## DIRECTIONS
The records below are split into lines. How many of those lines contain the string "return"? Reply with the number only.

Data extracted from a collection:
↓

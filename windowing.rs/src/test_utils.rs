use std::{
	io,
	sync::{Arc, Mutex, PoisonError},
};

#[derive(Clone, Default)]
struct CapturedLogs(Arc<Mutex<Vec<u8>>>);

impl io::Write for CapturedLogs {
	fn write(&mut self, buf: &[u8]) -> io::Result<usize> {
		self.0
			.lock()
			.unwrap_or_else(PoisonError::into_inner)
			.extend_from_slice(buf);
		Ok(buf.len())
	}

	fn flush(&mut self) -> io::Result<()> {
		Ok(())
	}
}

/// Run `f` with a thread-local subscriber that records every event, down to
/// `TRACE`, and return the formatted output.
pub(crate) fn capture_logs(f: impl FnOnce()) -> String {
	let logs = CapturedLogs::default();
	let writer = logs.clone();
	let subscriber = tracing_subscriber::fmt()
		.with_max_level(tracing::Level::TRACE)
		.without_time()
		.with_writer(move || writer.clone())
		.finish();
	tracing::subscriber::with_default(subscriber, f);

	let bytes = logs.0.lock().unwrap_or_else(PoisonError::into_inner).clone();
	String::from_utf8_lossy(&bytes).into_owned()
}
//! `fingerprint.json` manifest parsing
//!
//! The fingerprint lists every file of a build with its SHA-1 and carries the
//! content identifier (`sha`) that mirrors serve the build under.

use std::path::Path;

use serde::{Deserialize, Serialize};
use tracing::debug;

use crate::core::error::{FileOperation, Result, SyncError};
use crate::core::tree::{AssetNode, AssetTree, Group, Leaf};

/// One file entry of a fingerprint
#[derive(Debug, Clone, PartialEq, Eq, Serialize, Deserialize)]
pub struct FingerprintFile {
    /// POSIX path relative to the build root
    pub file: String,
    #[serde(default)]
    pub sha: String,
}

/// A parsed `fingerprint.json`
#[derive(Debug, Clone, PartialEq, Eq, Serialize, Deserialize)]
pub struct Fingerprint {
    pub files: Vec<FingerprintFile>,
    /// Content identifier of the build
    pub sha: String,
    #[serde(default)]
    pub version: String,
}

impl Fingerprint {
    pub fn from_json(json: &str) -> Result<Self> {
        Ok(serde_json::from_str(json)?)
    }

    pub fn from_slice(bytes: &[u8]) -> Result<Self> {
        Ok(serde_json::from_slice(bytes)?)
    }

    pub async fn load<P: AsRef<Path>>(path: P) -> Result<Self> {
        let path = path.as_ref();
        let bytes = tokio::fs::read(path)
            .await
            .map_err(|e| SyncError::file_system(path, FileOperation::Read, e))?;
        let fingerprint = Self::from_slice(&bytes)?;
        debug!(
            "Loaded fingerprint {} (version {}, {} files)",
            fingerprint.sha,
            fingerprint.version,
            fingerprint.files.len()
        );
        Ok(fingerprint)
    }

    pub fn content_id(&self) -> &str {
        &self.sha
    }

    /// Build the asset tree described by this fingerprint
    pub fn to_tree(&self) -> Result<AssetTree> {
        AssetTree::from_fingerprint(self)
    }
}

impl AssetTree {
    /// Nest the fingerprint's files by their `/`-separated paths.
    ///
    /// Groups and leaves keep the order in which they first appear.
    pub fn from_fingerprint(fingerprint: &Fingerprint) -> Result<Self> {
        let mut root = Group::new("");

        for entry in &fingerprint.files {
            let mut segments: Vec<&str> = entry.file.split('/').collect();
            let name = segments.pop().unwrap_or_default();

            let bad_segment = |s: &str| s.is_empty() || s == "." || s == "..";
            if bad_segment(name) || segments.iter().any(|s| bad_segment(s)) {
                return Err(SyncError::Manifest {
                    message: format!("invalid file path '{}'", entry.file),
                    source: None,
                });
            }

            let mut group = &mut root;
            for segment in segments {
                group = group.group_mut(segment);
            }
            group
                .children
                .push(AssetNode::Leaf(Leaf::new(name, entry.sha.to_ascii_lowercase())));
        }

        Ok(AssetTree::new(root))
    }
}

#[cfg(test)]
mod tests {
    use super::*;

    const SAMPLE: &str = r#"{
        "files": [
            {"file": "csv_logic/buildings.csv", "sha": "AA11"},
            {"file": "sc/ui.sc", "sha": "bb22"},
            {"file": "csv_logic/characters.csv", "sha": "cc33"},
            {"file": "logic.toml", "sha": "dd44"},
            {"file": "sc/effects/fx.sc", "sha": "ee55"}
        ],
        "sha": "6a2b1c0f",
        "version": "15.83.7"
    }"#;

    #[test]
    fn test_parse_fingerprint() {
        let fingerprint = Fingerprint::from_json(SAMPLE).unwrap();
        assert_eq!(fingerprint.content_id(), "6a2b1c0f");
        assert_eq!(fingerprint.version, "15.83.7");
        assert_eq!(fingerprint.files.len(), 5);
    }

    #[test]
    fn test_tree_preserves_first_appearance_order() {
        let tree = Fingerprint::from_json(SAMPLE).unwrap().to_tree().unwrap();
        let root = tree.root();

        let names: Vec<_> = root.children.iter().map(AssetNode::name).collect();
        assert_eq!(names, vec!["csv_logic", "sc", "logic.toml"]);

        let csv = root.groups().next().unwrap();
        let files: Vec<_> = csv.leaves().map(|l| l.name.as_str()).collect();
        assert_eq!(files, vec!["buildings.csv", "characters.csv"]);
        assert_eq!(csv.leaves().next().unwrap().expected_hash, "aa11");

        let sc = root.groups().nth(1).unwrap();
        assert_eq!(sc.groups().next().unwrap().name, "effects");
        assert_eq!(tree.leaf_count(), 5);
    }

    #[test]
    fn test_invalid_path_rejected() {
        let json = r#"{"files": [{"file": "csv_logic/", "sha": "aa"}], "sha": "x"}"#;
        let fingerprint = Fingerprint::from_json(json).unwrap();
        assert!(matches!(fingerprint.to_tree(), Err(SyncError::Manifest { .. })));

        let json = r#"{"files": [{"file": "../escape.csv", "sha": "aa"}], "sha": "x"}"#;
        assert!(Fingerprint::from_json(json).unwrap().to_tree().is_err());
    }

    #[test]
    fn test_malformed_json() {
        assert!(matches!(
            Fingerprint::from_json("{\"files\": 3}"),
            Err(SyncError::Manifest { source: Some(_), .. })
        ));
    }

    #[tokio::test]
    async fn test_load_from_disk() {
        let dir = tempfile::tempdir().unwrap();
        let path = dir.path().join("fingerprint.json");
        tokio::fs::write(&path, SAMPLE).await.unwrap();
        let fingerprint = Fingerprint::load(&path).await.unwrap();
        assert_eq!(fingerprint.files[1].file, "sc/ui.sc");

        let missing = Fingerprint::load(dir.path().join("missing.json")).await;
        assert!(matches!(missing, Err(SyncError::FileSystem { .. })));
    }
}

↑

## EXPECTED ANSWER
2